== Exercise goal ==
Quote the entries below from the line with "use super::jwt::TokenIssuer;" through the line with "pub enum AuthError", both ends included, and only those lines.

== Data provided ==
★ ★ ★
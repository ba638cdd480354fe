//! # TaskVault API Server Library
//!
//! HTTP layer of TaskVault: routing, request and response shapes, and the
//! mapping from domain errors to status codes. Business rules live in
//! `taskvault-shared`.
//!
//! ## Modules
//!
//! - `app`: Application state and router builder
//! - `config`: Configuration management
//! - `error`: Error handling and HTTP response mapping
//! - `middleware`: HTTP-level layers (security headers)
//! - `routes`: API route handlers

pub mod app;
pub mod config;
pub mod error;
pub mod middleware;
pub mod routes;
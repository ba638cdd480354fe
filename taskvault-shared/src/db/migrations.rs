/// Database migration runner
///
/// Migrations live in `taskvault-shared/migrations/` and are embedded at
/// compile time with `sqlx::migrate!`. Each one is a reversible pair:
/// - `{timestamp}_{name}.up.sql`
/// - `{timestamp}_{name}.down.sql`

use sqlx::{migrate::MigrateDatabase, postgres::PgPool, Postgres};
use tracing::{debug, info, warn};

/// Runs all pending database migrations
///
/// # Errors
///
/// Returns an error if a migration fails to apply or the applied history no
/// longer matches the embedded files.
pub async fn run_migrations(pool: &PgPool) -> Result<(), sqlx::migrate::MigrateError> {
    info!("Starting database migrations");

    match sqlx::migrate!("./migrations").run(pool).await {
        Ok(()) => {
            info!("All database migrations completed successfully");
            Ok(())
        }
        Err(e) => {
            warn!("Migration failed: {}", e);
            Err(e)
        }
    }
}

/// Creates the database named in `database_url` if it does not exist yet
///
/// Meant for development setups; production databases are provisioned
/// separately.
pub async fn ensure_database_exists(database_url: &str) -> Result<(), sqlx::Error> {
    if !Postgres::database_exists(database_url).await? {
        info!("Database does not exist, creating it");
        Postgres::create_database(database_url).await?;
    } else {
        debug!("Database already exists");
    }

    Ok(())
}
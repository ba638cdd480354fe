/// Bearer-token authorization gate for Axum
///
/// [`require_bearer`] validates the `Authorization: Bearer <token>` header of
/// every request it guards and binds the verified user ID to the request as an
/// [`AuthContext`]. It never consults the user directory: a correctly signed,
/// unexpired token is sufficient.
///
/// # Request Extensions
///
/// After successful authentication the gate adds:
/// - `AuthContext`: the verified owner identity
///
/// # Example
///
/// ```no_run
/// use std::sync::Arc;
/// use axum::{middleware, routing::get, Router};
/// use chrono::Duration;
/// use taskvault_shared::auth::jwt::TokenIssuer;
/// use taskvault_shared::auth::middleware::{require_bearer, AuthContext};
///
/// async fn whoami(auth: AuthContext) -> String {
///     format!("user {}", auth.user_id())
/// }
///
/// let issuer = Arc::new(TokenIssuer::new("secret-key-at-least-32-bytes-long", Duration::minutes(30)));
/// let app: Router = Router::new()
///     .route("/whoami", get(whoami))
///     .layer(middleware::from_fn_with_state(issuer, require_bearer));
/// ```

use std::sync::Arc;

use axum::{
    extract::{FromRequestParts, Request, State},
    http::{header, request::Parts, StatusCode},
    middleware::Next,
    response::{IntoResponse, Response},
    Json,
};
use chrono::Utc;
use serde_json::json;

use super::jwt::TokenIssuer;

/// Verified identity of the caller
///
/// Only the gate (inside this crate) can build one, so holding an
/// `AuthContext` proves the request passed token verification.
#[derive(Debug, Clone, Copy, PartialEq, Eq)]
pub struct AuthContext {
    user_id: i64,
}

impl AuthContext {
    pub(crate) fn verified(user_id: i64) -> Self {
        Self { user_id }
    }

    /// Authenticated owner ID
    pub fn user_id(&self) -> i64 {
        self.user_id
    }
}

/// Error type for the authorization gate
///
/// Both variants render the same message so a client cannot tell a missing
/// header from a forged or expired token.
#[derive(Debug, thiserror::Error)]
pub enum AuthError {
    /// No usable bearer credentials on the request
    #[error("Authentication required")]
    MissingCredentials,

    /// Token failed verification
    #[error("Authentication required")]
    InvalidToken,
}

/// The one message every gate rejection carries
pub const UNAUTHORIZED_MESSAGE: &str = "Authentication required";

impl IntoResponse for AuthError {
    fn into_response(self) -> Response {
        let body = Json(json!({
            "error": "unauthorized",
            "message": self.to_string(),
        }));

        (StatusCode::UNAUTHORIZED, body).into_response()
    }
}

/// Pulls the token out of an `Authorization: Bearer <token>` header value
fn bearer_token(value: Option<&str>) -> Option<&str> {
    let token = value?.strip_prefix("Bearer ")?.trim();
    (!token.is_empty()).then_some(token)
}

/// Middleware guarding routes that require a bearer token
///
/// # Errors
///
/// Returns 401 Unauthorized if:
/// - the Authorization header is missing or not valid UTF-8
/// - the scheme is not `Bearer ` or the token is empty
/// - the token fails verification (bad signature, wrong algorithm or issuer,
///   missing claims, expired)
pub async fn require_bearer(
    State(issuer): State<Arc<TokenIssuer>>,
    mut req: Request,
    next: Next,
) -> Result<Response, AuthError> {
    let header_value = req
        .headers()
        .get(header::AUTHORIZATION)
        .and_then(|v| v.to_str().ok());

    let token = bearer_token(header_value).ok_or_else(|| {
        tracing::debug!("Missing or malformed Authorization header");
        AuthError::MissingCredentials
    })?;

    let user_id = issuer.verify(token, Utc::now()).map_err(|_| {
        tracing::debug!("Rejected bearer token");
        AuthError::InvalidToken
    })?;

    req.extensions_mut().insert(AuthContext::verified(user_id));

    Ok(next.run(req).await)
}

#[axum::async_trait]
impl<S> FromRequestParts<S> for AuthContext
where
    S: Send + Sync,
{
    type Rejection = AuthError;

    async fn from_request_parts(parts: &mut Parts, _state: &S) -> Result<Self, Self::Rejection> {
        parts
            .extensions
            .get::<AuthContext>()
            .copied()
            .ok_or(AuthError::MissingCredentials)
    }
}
★ ★ ★
== Solution ==
use super::jwt::TokenIssuer;

/// Verified identity of the caller
///
/// Only the gate (inside this crate) can build one, so holding an
/// `AuthContext` proves the request passed token verification.
#[derive(Debug, Clone, Copy, PartialEq, Eq)]
pub struct AuthContext {
    user_id: i64,
}

impl AuthContext {
    pub(crate) fn verified(user_id: i64) -> Self {
        Self { user_id }
    }

    /// Authenticated owner ID
    pub fn user_id(&self) -> i64 {
        self.user_id
    }
}

/// Error type for the authorization gate
///
/// Both variants render the same message so a client cannot tell a missing
/// header from a forged or expired token.
#[derive(Debug, thiserror::Error)]
pub enum AuthError {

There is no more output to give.